About this exercise:
From the first line to the last, copy the listing below word for word.

Records for this task:
====

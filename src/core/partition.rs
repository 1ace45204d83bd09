// Copyright 2024-2026 Google LLC
//
// Licensed under the Apache License, Version 2.0 <LICENSE-APACHE or
// https://www.apache.org/licenses/LICENSE-2.0> or the MIT license
// <LICENSE-MIT or https://opensource.org/licenses/MIT>, at your
// option. This file may not be copied, modified, or distributed
// except according to those terms.

//! Partitioning of an iteration space into chunks handed out to workers.

#[cfg(feature = "log_parallelism")]
use crate::macros::log_info;
use crossbeam_utils::CachePadded;
use std::num::NonZeroUsize;
#[cfg(feature = "log_parallelism")]
use std::sync::atomic::AtomicU64;
use std::sync::atomic::{AtomicUsize, Ordering};

/// Policy used to split the iterations of a parallel region among workers.
#[derive(Clone, Copy, Debug, PartialEq, Eq)]
pub enum Schedule {
    /// One contiguous block per worker, of (almost) equal size, decided before
    /// the region starts.
    StaticBlocks,
    /// Blocks of exactly the given size, dealt round-robin to the workers
    /// before the region starts.
    StaticChunks(NonZeroUsize),
    /// Blocks of exactly the given size, claimed from a shared cursor by
    /// whichever worker is idle.
    Dynamic(NonZeroUsize),
}

/// A plan that hands out chunks of `0..num_elements` to each worker.
///
/// # Safety
///
/// Implementers must guarantee that, for a partition created for
/// `num_threads` workers and `num_elements` elements, the union of the chunks
/// yielded by `chunks(0)`, ..., `chunks(num_threads - 1)` (each called once)
/// covers `0..num_elements`, that every chunk is non-empty and included in
/// `0..num_elements`, and that no two chunks overlap.
pub unsafe trait Partition: Sync {
    /// Iterator over the chunks of one worker.
    type Chunks<'a>: Iterator<Item = std::ops::Range<usize>>
    where
        Self: 'a;

    /// Returns the chunks to process on the given worker.
    fn chunks(&self, worker_id: usize) -> Self::Chunks<'_>;

    /// Hook to display scheduling statistics at the end of a region.
    #[cfg(feature = "log_parallelism")]
    fn print_statistics(&self) {}
}

/// Splits `0..num_elements` into one contiguous block per worker.
pub struct BlockPartition {
    num_threads: usize,
    num_elements: usize,
}

impl BlockPartition {
    pub fn new(num_threads: usize, num_elements: usize) -> Self {
        assert!(num_threads > 0);
        Self {
            num_threads,
            num_elements,
        }
    }

    fn block(&self, worker_id: usize) -> std::ops::Range<usize> {
        let start = (worker_id * self.num_elements) / self.num_threads;
        let end = ((worker_id + 1) * self.num_elements) / self.num_threads;
        start..end
    }
}

// Worker `t` gets `t*N/T..(t+1)*N/T`. These bounds are non-decreasing in `t`,
// start at 0 for `t = 0` and end at `N` for `t = T - 1`, so the blocks tile
// `0..N` without overlap. Empty blocks are filtered out.
unsafe impl Partition for BlockPartition {
    type Chunks<'a> = std::option::IntoIter<std::ops::Range<usize>>;

    fn chunks(&self, worker_id: usize) -> Self::Chunks<'_> {
        let block = self.block(worker_id);
        (!block.is_empty()).then_some(block).into_iter()
    }
}

/// Deals fixed-size chunks to the workers in round-robin order.
pub struct RoundRobinPartition {
    num_threads: usize,
    num_elements: usize,
    chunk_size: usize,
}

impl RoundRobinPartition {
    pub fn new(num_threads: usize, num_elements: usize, chunk_size: NonZeroUsize) -> Self {
        assert!(num_threads > 0);
        Self {
            num_threads,
            num_elements,
            // Clamping keeps `start + stride` from overflowing in the iterator.
            chunk_size: chunk_size.get().min(num_elements.max(1)),
        }
    }
}

// Chunk `k` is `k*C..min((k+1)*C, N)` and is assigned to worker `k % T`. Each
// worker walks its own chunks `t, t+T, t+2T, ...` until the start reaches `N`.
unsafe impl Partition for RoundRobinPartition {
    type Chunks<'a> = RoundRobinChunks;

    fn chunks(&self, worker_id: usize) -> RoundRobinChunks {
        RoundRobinChunks {
            next_start: worker_id.checked_mul(self.chunk_size),
            stride: self.num_threads.checked_mul(self.chunk_size),
            chunk_size: self.chunk_size,
            num_elements: self.num_elements,
        }
    }
}

/// Chunks of one worker under a [`RoundRobinPartition`].
pub struct RoundRobinChunks {
    /// Start of the next chunk, or [`None`] once past `usize::MAX`.
    next_start: Option<usize>,
    stride: Option<usize>,
    chunk_size: usize,
    num_elements: usize,
}

impl Iterator for RoundRobinChunks {
    type Item = std::ops::Range<usize>;

    fn next(&mut self) -> Option<Self::Item> {
        let start = self.next_start.filter(|&start| start < self.num_elements)?;
        let end = start + self.chunk_size.min(self.num_elements - start);
        self.next_start = self.stride.and_then(|stride| start.checked_add(stride));
        Some(start..end)
    }
}

/// Lets idle workers claim the next fixed-size chunk from a shared cursor.
pub struct CursorPartition {
    num_elements: usize,
    chunk_size: usize,
    cursor: CachePadded<AtomicUsize>,
    /// Number of successful claims, per worker.
    #[cfg(feature = "log_parallelism")]
    claims: Box<[CachePadded<AtomicU64>]>,
}

impl CursorPartition {
    pub fn new(
        #[cfg(feature = "log_parallelism")] num_threads: usize,
        num_elements: usize,
        chunk_size: NonZeroUsize,
    ) -> Self {
        Self {
            num_elements,
            // The cursor overshoots `num_elements` by at most one chunk per worker,
            // so keeping chunks no larger than the input rules out overflow for
            // any realistic thread count.
            chunk_size: chunk_size.get().min(num_elements.max(1)),
            cursor: CachePadded::new(AtomicUsize::new(0)),
            #[cfg(feature = "log_parallelism")]
            claims: (0..num_threads)
                .map(|_| CachePadded::new(AtomicU64::new(0)))
                .collect(),
        }
    }
}

// Each claim is a `fetch_add(C)` on the cursor, so claims return distinct,
// increasing multiples of `C` and the claimed chunks `k..min(k+C, N)` are
// disjoint. Workers keep claiming until they observe `k >= N`, so every chunk
// below `N` is claimed by some worker before all of them stop.
unsafe impl Partition for CursorPartition {
    type Chunks<'a> = CursorChunks<'a>;

    fn chunks(&self, _worker_id: usize) -> CursorChunks<'_> {
        CursorChunks {
            partition: self,
            #[cfg(feature = "log_parallelism")]
            worker_id: _worker_id,
        }
    }

    #[cfg(feature = "log_parallelism")]
    fn print_statistics(&self) {
        log_info!(
            "Dynamic scheduling statistics (chunk size {}):",
            self.chunk_size
        );
        for (id, claims) in self.claims.iter().enumerate() {
            log_info!("- worker #{id}: {} claims", claims.load(Ordering::Relaxed));
        }
    }
}

/// Chunks of one worker under a [`CursorPartition`].
pub struct CursorChunks<'a> {
    partition: &'a CursorPartition,
    #[cfg(feature = "log_parallelism")]
    worker_id: usize,
}

impl Iterator for CursorChunks<'_> {
    type Item = std::ops::Range<usize>;

    #[inline(always)]
    fn next(&mut self) -> Option<Self::Item> {
        let partition = self.partition;
        let start = partition
            .cursor
            .fetch_add(partition.chunk_size, Ordering::Relaxed);
        if start >= partition.num_elements {
            return None;
        }
        #[cfg(feature = "log_parallelism")]
        partition.claims[self.worker_id].fetch_add(1, Ordering::Relaxed);
        let end = start + partition.chunk_size.min(partition.num_elements - start);
        Some(start..end)
    }
}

====

Exercise result:
filename src/core/partition.rs
repository 1ace45204d83bd09
// Copyright 2024-2026 Google LLC
//
// Licensed under the Apache License, Version 2.0 <LICENSE-APACHE or
// https://www.apache.org/licenses/LICENSE-2.0> or the MIT license
// <LICENSE-MIT or https://opensource.org/licenses/MIT>, at your
// option. This file may not be copied, modified, or distributed
// except according to those terms.

//! Partitioning of an iteration space into chunks handed out to workers.

#[cfg(feature = "log_parallelism")]
use crate::macros::log_info;
use crossbeam_utils::CachePadded;
use std::num::NonZeroUsize;
#[cfg(feature = "log_parallelism")]
use std::sync::atomic::AtomicU64;
use std::sync::atomic::{AtomicUsize, Ordering};

/// Policy used to split the iterations of a parallel region among workers.
#[derive(Clone, Copy, Debug, PartialEq, Eq)]
pub enum Schedule {
    /// One contiguous block per worker, of (almost) equal size, decided before
    /// the region starts.
    StaticBlocks,
    /// Blocks of exactly the given size, dealt round-robin to the workers
    /// before the region starts.
    StaticChunks(NonZeroUsize),
    /// Blocks of exactly the given size, claimed from a shared cursor by
    /// whichever worker is idle.
    Dynamic(NonZeroUsize),
}

/// A plan that hands out chunks of `0..num_elements` to each worker.
///
/// # Safety
///
/// Implementers must guarantee that, for a partition created for
/// `num_threads` workers and `num_elements` elements, the union of the chunks
/// yielded by `chunks(0)`, ..., `chunks(num_threads - 1)` (each called once)
/// covers `0..num_elements`, that every chunk is non-empty and included in
/// `0..num_elements`, and that no two chunks overlap.
pub unsafe trait Partition: Sync {
    /// Iterator over the chunks of one worker.
    type Chunks<'a>: Iterator<Item = std::ops::Range<usize>>
    where
        Self: 'a;

    /// Returns the chunks to process on the given worker.
    fn chunks(&self, worker_id: usize) -> Self::Chunks<'_>;

    /// Hook to display scheduling statistics at the end of a region.
    #[cfg(feature = "log_parallelism")]
    fn print_statistics(&self) {}
}

/// Splits `0..num_elements` into one contiguous block per worker.
pub struct BlockPartition {
    num_threads: usize,
    num_elements: usize,
}

impl BlockPartition {
    pub fn new(num_threads: usize, num_elements: usize) -> Self {
        assert!(num_threads > 0);
        Self {
            num_threads,
            num_elements,
        }
    }

    fn block(&self, worker_id: usize) -> std::ops::Range<usize> {
        let start = (worker_id * self.num_elements) / self.num_threads;
        let end = ((worker_id + 1) * self.num_elements) / self.num_threads;
        start..end
    }
}

// Worker `t` gets `t*N/T..(t+1)*N/T`. These bounds are non-decreasing in `t`,
// start at 0 for `t = 0` and end at `N` for `t = T - 1`, so the blocks tile
// `0..N` without overlap. Empty blocks are filtered out.
unsafe impl Partition for BlockPartition {
    type Chunks<'a> = std::option::IntoIter<std::ops::Range<usize>>;

    fn chunks(&self, worker_id: usize) -> Self::Chunks<'_> {
        let block = self.block(worker_id);
        (!block.is_empty()).then_some(block).into_iter()
    }
}

/// Deals fixed-size chunks to the workers in round-robin order.
pub struct RoundRobinPartition {
    num_threads: usize,
    num_elements: usize,
    chunk_size: usize,
}

impl RoundRobinPartition {
    pub fn new(num_threads: usize, num_elements: usize, chunk_size: NonZeroUsize) -> Self {
        assert!(num_threads > 0);
        Self {
            num_threads,
            num_elements,
            // Clamping keeps `start + stride` from overflowing in the iterator.
            chunk_size: chunk_size.get().min(num_elements.max(1)),
        }
    }
}

// Chunk `k` is `k*C..min((k+1)*C, N)` and is assigned to worker `k % T`. Each
// worker walks its own chunks `t, t+T, t+2T, ...` until the start reaches `N`.
unsafe impl Partition for RoundRobinPartition {
    type Chunks<'a> = RoundRobinChunks;

    fn chunks(&self, worker_id: usize) -> RoundRobinChunks {
        RoundRobinChunks {
            next_start: worker_id.checked_mul(self.chunk_size),
            stride: self.num_threads.checked_mul(self.chunk_size),
            chunk_size: self.chunk_size,
            num_elements: self.num_elements,
        }
    }
}

/// Chunks of one worker under a [`RoundRobinPartition`].
pub struct RoundRobinChunks {
    /// Start of the next chunk, or [`None`] once past `usize::MAX`.
    next_start: Option<usize>,
    stride: Option<usize>,
    chunk_size: usize,
    num_elements: usize,
}

impl Iterator for RoundRobinChunks {
    type Item = std::ops::Range<usize>;

    fn next(&mut self) -> Option<Self::Item> {
        let start = self.next_start.filter(|&start| start < self.num_elements)?;
        let end = start + self.chunk_size.min(self.num_elements - start);
        self.next_start = self.stride.and_then(|stride| start.checked_add(stride));
        Some(start..end)
    }
}

/// Lets idle workers claim the next fixed-size chunk from a shared cursor.
pub struct CursorPartition {
    num_elements: usize,
    chunk_size: usize,
    cursor: CachePadded<AtomicUsize>,
    /// Number of successful claims, per worker.
    #[cfg(feature = "log_parallelism")]
    claims: Box<[CachePadded<AtomicU64>]>,
}

impl CursorPartition {
    pub fn new(
        #[cfg(feature = "log_parallelism")] num_threads: usize,
        num_elements: usize,
        chunk_size: NonZeroUsize,
    ) -> Self {
        Self {
            num_elements,
            // The cursor overshoots `num_elements` by at most one chunk per worker,
            // so keeping chunks no larger than the input rules out overflow for
            // any realistic thread count.
            chunk_size: chunk_size.get().min(num_elements.max(1)),
            cursor: CachePadded::new(AtomicUsize::new(0)),
            #[cfg(feature = "log_parallelism")]
            claims: (0..num_threads)
                .map(|_| CachePadded::new(AtomicU64::new(0)))
                .collect(),
        }
    }
}

// Each claim is a `fetch_add(C)` on the cursor, so claims return distinct,
// increasing multiples of `C` and the claimed chunks `k..min(k+C, N)` are
// disjoint. Workers keep claiming until they observe `k >= N`, so every chunk
// below `N` is claimed by some worker before all of them stop.
unsafe impl Partition for CursorPartition {
    type Chunks<'a> = CursorChunks<'a>;

    fn chunks(&self, _worker_id: usize) -> CursorChunks<'_> {
        CursorChunks {
            partition: self,
            #[cfg(feature = "log_parallelism")]
            worker_id: _worker_id,
        }
    }

    #[cfg(feature = "log_parallelism")]
    fn print_statistics(&self) {
        log_info!(
            "Dynamic scheduling statistics (chunk size {}):",
            self.chunk_size
        );
        for (id, claims) in self.claims.iter().enumerate() {
            log_info!("- worker #{id}: {} claims", claims.load(Ordering::Relaxed));
        }
    }
}

/// Chunks of one worker under a [`CursorPartition`].
pub struct CursorChunks<'a> {
    partition: &'a CursorPartition,
    #[cfg(feature = "log_parallelism")]
    worker_id: usize,
}

impl Iterator for CursorChunks<'_> {
    type Item = std::ops::Range<usize>;

    #[inline(always)]
    fn next(&mut self) -> Option<Self::Item> {
        let partition = self.partition;
        let start = partition
            .cursor
            .fetch_add(partition.chunk_size, Ordering::Relaxed);
        if start >= partition.num_elements {
            return None;
        }
        #[cfg(feature = "log_parallelism")]
        partition.claims[self.worker_id].fetch_add(1, Ordering::Relaxed);
        let end = start + partition.chunk_size.min(partition.num_elements - start);
        Some(start..end)
    }
}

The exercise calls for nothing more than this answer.